Collected data entries:
_ _ _

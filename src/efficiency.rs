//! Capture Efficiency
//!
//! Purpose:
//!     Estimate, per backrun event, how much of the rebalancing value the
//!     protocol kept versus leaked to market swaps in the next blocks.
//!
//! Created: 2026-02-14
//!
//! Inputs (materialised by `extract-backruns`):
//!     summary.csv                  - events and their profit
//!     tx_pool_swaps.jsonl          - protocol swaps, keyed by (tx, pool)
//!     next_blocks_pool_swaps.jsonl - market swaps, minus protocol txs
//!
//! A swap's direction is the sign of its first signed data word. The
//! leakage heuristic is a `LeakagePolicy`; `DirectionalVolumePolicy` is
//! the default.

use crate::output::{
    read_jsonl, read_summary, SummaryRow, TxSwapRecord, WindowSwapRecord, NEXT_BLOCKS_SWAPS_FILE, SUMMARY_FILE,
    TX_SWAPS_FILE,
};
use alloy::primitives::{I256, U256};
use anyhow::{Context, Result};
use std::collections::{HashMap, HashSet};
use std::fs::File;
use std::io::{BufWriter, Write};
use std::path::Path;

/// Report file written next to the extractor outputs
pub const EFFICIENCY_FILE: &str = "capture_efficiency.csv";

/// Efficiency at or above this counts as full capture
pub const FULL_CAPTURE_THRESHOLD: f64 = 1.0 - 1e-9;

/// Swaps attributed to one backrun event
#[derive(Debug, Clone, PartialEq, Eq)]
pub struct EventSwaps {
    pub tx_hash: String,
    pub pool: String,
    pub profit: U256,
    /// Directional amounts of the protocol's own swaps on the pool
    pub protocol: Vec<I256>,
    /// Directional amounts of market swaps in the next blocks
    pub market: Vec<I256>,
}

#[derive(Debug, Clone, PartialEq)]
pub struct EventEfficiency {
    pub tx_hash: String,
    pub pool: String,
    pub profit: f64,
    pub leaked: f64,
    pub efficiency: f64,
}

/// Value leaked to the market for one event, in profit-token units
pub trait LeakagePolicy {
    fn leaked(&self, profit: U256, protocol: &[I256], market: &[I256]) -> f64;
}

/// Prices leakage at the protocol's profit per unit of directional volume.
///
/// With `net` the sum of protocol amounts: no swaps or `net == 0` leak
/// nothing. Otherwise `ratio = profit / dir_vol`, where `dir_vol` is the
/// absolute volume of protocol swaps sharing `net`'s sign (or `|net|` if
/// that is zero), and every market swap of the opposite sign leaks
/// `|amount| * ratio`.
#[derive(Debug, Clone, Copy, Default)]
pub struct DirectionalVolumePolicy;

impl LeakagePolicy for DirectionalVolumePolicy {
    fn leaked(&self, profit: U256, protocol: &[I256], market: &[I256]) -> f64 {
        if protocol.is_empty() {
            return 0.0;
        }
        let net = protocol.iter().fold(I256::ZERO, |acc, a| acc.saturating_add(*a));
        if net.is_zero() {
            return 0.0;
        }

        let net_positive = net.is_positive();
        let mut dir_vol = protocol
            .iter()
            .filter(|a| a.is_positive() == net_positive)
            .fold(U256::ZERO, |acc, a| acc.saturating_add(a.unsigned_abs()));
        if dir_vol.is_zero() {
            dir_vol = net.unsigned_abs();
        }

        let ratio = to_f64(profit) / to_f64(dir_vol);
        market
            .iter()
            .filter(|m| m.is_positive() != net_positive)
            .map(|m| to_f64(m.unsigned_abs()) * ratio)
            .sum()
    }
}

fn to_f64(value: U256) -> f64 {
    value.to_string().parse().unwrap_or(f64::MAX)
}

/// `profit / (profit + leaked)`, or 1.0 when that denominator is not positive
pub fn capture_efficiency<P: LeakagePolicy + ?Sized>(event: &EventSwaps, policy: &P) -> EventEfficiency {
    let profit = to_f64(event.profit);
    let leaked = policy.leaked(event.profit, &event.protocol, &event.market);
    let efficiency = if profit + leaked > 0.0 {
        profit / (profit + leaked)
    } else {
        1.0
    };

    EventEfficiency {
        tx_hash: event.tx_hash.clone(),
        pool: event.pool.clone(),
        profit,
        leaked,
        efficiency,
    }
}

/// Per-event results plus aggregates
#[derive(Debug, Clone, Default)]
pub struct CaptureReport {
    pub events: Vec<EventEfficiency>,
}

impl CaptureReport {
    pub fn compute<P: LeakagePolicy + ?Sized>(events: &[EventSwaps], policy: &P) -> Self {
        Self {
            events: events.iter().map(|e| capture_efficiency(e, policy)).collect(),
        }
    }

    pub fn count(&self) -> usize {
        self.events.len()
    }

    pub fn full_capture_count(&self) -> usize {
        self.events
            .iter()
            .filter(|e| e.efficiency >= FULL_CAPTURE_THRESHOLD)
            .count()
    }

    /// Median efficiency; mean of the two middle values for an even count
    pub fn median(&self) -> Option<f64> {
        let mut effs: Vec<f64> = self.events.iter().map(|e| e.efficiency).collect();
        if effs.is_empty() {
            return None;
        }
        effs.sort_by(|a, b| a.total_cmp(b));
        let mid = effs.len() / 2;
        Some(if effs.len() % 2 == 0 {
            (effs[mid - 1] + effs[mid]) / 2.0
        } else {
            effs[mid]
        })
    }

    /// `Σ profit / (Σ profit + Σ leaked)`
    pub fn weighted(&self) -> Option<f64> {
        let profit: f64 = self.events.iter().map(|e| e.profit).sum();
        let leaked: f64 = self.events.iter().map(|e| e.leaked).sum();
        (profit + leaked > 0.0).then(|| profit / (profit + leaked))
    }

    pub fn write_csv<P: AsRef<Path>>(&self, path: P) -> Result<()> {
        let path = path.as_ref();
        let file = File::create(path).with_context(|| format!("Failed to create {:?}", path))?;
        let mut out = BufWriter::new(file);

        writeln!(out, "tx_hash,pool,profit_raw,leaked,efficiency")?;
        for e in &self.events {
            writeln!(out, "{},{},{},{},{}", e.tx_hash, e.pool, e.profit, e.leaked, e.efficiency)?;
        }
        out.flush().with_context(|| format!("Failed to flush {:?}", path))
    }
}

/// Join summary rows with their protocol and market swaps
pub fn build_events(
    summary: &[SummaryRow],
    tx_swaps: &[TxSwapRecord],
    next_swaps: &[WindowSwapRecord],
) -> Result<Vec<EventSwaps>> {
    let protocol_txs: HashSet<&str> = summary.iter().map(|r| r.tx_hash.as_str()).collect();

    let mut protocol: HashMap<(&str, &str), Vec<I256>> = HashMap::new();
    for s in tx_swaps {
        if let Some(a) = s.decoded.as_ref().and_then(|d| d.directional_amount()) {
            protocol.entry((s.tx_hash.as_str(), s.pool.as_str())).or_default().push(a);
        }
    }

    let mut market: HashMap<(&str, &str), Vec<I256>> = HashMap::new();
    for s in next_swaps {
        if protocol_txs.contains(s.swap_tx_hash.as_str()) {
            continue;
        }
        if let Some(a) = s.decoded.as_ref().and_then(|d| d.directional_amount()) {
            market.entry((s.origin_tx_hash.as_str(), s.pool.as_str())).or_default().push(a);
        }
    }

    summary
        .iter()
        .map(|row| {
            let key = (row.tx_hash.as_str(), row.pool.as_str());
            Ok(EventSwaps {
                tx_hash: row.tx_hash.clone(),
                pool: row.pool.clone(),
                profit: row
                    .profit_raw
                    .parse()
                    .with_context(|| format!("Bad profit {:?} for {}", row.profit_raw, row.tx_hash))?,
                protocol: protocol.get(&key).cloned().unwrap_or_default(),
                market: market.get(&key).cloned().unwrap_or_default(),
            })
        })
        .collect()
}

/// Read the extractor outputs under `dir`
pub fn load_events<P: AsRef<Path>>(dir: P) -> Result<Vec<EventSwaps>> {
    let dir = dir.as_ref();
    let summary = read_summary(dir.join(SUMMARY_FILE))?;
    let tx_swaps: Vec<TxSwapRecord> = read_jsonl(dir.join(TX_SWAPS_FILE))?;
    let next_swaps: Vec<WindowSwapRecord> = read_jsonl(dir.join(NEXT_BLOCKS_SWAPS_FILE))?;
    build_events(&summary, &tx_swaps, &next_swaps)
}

_ _ _

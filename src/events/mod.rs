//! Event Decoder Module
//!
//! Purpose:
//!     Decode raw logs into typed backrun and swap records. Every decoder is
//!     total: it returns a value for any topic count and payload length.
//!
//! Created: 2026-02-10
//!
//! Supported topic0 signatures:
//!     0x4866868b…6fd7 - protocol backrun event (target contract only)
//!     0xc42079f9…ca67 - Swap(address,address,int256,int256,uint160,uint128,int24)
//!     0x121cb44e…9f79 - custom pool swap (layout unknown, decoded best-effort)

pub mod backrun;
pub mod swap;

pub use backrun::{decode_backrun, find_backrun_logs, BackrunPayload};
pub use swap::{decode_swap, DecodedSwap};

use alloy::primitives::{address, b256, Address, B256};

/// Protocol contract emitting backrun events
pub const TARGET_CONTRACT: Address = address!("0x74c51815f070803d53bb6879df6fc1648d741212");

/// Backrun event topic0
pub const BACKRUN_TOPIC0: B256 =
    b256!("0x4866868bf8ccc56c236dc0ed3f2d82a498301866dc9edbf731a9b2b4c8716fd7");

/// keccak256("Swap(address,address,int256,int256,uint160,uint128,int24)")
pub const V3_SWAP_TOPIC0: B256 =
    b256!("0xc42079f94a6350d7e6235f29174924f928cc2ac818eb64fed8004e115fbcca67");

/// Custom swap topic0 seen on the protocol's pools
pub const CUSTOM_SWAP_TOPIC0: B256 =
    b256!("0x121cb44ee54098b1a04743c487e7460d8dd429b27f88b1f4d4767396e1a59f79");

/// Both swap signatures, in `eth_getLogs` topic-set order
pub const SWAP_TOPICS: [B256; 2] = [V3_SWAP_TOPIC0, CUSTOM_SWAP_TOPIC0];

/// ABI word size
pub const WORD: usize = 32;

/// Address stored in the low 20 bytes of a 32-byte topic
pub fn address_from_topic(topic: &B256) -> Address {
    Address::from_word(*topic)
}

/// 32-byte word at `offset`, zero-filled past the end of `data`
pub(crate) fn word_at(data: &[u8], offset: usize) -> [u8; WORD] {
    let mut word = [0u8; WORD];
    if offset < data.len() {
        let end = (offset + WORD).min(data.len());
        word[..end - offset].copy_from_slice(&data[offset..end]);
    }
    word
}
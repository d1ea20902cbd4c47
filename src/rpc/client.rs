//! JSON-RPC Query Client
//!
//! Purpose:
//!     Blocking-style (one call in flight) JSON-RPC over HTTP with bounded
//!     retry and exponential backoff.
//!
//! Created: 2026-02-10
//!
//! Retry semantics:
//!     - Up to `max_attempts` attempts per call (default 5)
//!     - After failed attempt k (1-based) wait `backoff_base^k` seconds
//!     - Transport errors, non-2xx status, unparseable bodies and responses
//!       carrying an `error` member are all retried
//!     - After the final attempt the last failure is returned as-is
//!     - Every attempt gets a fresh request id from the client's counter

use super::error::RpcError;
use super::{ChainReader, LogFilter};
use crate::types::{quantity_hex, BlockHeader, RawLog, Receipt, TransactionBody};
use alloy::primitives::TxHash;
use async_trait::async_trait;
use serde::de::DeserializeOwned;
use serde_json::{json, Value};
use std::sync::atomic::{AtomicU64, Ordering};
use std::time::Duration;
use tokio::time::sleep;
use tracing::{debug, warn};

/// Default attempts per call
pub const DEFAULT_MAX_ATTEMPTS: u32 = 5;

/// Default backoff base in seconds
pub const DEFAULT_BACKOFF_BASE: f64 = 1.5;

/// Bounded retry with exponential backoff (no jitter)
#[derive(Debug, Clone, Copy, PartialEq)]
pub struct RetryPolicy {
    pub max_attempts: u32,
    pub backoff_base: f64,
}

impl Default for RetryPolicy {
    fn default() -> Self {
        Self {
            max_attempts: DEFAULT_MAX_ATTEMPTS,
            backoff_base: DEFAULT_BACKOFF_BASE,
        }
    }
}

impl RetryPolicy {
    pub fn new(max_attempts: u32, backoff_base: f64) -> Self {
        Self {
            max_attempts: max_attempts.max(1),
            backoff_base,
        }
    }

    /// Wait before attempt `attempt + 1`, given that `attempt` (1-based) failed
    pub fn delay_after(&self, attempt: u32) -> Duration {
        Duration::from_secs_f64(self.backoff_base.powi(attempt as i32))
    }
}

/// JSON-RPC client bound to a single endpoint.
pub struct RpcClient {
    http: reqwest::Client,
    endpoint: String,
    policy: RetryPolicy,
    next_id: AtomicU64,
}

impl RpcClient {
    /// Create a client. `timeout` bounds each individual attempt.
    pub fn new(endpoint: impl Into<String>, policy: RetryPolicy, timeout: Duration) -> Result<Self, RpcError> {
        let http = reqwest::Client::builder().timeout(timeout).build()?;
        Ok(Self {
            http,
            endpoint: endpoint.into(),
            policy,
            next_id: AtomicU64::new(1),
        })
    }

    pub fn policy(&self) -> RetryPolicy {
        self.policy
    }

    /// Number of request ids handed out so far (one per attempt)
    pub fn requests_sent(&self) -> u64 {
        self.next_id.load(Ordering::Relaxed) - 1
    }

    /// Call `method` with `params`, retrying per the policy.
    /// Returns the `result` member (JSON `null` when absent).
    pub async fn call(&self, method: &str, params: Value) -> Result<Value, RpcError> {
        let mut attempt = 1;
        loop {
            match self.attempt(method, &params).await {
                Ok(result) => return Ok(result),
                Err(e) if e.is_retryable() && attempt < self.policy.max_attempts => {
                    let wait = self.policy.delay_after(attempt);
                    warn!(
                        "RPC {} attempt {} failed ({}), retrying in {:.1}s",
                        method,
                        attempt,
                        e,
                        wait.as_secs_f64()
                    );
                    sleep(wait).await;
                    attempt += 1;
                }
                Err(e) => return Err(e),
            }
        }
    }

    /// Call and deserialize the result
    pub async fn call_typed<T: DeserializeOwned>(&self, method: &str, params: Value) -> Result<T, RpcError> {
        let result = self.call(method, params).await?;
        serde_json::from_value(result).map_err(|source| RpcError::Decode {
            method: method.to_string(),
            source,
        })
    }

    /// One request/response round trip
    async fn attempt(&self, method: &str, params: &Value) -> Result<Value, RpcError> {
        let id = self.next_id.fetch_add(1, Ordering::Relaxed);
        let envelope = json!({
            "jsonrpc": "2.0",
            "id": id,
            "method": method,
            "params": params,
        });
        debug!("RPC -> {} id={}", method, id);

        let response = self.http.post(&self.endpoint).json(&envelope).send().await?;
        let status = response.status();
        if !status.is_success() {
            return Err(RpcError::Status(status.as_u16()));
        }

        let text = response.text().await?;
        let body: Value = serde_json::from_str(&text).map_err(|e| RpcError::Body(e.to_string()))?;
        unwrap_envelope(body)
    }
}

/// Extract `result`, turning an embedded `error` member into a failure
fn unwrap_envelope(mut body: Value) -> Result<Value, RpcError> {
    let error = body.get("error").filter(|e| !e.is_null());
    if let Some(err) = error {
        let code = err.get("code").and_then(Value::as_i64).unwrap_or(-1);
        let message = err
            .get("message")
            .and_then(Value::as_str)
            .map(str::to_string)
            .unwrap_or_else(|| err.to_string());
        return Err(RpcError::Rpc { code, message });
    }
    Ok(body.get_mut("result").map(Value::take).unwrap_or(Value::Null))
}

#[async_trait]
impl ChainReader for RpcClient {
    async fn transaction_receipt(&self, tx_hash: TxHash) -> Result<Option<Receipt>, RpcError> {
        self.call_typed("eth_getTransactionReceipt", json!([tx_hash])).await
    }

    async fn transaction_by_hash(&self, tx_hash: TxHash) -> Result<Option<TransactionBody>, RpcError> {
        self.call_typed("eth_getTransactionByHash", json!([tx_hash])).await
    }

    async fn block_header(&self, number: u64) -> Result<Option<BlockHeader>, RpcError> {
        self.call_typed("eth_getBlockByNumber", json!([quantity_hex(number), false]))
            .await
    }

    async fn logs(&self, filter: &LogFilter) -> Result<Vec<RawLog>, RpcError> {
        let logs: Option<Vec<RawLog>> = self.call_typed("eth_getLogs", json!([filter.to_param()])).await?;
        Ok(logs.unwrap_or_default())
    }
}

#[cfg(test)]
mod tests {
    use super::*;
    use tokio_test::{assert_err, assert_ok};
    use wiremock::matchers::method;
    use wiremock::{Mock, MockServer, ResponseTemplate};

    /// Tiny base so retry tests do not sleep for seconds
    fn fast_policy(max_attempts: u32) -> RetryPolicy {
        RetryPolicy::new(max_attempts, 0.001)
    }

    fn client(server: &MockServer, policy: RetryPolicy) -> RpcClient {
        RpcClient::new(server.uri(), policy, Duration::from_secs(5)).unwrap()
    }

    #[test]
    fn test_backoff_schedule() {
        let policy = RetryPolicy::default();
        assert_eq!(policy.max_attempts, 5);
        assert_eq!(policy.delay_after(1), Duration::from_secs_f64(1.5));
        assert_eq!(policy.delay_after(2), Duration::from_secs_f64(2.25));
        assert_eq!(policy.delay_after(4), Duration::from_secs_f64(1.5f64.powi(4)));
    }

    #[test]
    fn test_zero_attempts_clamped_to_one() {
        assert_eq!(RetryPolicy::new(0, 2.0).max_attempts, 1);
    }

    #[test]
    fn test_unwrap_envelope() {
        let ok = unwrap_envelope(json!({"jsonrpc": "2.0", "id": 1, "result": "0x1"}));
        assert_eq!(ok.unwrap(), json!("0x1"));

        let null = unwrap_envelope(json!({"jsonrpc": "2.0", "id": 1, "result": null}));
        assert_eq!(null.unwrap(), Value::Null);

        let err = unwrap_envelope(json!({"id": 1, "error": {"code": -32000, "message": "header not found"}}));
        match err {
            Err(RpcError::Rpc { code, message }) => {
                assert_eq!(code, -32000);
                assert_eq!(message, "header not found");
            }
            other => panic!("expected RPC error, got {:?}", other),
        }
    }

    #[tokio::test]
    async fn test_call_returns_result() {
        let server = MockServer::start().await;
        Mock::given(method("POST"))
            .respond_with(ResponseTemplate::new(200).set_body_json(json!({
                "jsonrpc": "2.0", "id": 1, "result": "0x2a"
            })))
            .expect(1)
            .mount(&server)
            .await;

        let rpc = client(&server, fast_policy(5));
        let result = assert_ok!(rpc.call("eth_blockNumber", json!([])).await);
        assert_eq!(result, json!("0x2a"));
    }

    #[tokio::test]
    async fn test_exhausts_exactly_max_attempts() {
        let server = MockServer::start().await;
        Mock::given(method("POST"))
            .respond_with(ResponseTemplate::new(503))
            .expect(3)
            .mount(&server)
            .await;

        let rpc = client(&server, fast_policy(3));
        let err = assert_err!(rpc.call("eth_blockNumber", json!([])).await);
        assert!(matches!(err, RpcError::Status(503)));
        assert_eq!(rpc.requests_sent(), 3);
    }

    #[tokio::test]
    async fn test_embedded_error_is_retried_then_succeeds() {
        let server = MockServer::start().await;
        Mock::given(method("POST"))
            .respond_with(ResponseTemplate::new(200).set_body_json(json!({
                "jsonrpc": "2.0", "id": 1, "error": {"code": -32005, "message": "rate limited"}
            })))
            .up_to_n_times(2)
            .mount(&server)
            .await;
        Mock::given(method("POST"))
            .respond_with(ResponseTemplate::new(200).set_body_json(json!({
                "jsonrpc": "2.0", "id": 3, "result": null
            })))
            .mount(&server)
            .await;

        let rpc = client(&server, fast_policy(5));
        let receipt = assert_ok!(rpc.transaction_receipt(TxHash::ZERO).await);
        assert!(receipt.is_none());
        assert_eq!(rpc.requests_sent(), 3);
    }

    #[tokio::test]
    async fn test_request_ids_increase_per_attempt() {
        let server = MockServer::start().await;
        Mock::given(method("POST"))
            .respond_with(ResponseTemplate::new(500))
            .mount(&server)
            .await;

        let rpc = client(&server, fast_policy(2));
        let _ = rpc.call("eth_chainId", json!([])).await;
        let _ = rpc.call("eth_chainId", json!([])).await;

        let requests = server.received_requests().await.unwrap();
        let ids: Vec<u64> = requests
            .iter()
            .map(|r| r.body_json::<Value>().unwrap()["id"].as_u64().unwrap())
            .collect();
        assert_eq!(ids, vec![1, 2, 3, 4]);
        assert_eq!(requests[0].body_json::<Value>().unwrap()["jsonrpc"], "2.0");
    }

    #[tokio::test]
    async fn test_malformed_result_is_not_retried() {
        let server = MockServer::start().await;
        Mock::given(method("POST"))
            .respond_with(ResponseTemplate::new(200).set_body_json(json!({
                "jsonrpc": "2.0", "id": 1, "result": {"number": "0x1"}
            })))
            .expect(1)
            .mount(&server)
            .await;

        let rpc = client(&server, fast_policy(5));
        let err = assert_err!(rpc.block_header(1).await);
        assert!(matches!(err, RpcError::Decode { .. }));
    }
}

_ _ _

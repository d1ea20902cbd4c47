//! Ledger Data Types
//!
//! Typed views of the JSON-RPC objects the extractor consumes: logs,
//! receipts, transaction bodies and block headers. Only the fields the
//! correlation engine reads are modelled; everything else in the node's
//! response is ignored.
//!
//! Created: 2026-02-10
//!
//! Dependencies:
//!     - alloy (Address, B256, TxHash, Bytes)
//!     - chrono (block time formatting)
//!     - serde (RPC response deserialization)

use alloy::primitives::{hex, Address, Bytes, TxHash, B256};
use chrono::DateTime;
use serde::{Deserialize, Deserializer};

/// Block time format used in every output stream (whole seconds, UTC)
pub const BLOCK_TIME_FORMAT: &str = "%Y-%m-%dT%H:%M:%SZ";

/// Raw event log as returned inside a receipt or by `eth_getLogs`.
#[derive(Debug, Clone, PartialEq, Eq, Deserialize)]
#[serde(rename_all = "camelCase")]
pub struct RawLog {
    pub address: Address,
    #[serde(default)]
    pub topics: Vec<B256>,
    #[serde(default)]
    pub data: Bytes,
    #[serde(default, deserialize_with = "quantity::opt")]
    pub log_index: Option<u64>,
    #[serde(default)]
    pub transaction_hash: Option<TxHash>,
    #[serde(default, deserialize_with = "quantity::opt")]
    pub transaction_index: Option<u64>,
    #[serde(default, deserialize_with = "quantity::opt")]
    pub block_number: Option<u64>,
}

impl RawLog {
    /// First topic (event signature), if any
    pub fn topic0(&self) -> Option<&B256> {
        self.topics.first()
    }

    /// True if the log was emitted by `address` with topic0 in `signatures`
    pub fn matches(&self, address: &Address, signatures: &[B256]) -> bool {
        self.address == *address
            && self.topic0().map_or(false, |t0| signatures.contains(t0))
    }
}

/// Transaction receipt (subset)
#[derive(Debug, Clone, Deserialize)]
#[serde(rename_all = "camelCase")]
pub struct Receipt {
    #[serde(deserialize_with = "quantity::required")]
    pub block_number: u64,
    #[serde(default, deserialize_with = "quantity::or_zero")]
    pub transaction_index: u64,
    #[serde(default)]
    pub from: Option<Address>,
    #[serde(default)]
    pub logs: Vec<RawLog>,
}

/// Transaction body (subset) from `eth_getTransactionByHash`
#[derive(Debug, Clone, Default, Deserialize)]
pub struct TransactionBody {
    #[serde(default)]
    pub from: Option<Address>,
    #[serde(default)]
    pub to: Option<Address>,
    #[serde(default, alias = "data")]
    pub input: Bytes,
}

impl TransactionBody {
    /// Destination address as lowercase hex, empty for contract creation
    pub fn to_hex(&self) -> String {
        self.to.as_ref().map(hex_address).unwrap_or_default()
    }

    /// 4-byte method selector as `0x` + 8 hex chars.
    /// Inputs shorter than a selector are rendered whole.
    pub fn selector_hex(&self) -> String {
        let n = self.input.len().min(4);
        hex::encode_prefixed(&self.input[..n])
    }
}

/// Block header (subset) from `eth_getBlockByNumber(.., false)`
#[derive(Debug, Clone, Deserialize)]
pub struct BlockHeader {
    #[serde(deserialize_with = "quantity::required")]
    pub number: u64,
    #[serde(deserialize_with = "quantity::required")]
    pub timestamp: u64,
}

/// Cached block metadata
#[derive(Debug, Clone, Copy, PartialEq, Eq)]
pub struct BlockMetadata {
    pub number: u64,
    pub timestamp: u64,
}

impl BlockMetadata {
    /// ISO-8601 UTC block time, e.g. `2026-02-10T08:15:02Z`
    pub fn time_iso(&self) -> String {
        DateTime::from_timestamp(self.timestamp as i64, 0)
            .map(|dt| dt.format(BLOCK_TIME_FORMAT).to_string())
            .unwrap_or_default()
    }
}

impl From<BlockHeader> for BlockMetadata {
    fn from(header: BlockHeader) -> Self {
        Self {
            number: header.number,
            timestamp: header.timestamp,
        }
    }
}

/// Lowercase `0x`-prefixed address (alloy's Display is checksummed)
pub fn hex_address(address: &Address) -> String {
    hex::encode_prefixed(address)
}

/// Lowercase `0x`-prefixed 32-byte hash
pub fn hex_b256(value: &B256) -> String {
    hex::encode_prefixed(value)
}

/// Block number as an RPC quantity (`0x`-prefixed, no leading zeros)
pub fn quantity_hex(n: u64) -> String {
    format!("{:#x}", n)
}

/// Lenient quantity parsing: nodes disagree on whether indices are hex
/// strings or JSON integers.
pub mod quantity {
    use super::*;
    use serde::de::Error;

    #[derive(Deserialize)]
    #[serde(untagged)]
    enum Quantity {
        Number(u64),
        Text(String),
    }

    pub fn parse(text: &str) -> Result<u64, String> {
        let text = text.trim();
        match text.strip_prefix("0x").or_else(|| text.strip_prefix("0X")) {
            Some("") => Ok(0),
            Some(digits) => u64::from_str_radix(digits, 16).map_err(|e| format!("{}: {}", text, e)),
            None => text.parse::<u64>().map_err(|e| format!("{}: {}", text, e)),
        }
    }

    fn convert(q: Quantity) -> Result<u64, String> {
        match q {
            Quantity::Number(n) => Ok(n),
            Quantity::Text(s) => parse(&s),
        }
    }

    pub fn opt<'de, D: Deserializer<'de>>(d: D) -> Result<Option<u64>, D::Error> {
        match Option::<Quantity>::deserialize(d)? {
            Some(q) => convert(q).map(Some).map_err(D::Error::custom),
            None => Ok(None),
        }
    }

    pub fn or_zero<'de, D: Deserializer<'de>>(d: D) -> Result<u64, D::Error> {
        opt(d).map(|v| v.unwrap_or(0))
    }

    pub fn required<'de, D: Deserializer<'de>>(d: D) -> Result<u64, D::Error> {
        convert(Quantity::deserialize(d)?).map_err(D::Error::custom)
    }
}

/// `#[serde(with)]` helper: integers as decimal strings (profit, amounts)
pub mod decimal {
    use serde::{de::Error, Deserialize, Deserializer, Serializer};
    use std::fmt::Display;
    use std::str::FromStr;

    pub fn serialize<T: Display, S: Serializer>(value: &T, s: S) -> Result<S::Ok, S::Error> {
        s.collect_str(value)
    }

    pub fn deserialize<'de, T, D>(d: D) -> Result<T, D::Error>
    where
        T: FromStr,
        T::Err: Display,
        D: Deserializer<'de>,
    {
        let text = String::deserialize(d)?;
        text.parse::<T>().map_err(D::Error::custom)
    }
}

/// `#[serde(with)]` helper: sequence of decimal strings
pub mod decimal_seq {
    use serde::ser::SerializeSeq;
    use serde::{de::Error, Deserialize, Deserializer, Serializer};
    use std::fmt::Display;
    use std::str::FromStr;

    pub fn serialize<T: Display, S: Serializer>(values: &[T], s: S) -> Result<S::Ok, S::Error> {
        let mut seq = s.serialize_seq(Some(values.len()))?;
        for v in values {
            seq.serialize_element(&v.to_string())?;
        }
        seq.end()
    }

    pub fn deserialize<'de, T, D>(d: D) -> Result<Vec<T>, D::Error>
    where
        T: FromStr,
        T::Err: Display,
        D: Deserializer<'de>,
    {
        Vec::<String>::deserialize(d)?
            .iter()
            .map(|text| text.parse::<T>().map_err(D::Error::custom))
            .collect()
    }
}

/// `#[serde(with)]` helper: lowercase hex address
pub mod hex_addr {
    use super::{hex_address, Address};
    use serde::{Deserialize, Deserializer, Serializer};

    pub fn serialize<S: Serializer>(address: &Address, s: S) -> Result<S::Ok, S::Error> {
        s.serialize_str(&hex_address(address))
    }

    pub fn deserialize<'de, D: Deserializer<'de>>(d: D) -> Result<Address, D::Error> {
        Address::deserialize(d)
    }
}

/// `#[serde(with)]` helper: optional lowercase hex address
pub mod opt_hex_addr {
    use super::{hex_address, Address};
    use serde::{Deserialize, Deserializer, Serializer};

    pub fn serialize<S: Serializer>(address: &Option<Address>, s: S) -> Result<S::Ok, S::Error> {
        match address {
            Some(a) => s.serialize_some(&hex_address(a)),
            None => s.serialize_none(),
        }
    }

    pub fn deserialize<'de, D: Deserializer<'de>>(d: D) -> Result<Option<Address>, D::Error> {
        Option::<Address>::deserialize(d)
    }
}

_ _ _

Work order:
The answer is the run of lines above from the line containing "filename src/efficiency.rs" through the line containing "one backrun event", copied exactly and alone.

Your response:
filename src/efficiency.rs
//! Capture Efficiency
//!
//! Purpose:
//!     Estimate, per backrun event, how much of the rebalancing value the
//!     protocol kept versus leaked to market swaps in the next blocks.
//!
//! Created: 2026-02-14
//!
//! Inputs (materialised by `extract-backruns`):
//!     summary.csv                  - events and their profit
//!     tx_pool_swaps.jsonl          - protocol swaps, keyed by (tx, pool)
//!     next_blocks_pool_swaps.jsonl - market swaps, minus protocol txs
//!
//! A swap's direction is the sign of its first signed data word. The
//! leakage heuristic is a `LeakagePolicy`; `DirectionalVolumePolicy` is
//! the default.

use crate::output::{
    read_jsonl, read_summary, SummaryRow, TxSwapRecord, WindowSwapRecord, NEXT_BLOCKS_SWAPS_FILE, SUMMARY_FILE,
    TX_SWAPS_FILE,
};
use alloy::primitives::{I256, U256};
use anyhow::{Context, Result};
use std::collections::{HashMap, HashSet};
use std::fs::File;
use std::io::{BufWriter, Write};
use std::path::Path;

/// Report file written next to the extractor outputs
pub const EFFICIENCY_FILE: &str = "capture_efficiency.csv";

/// Efficiency at or above this counts as full capture
pub const FULL_CAPTURE_THRESHOLD: f64 = 1.0 - 1e-9;

/// Swaps attributed to one backrun event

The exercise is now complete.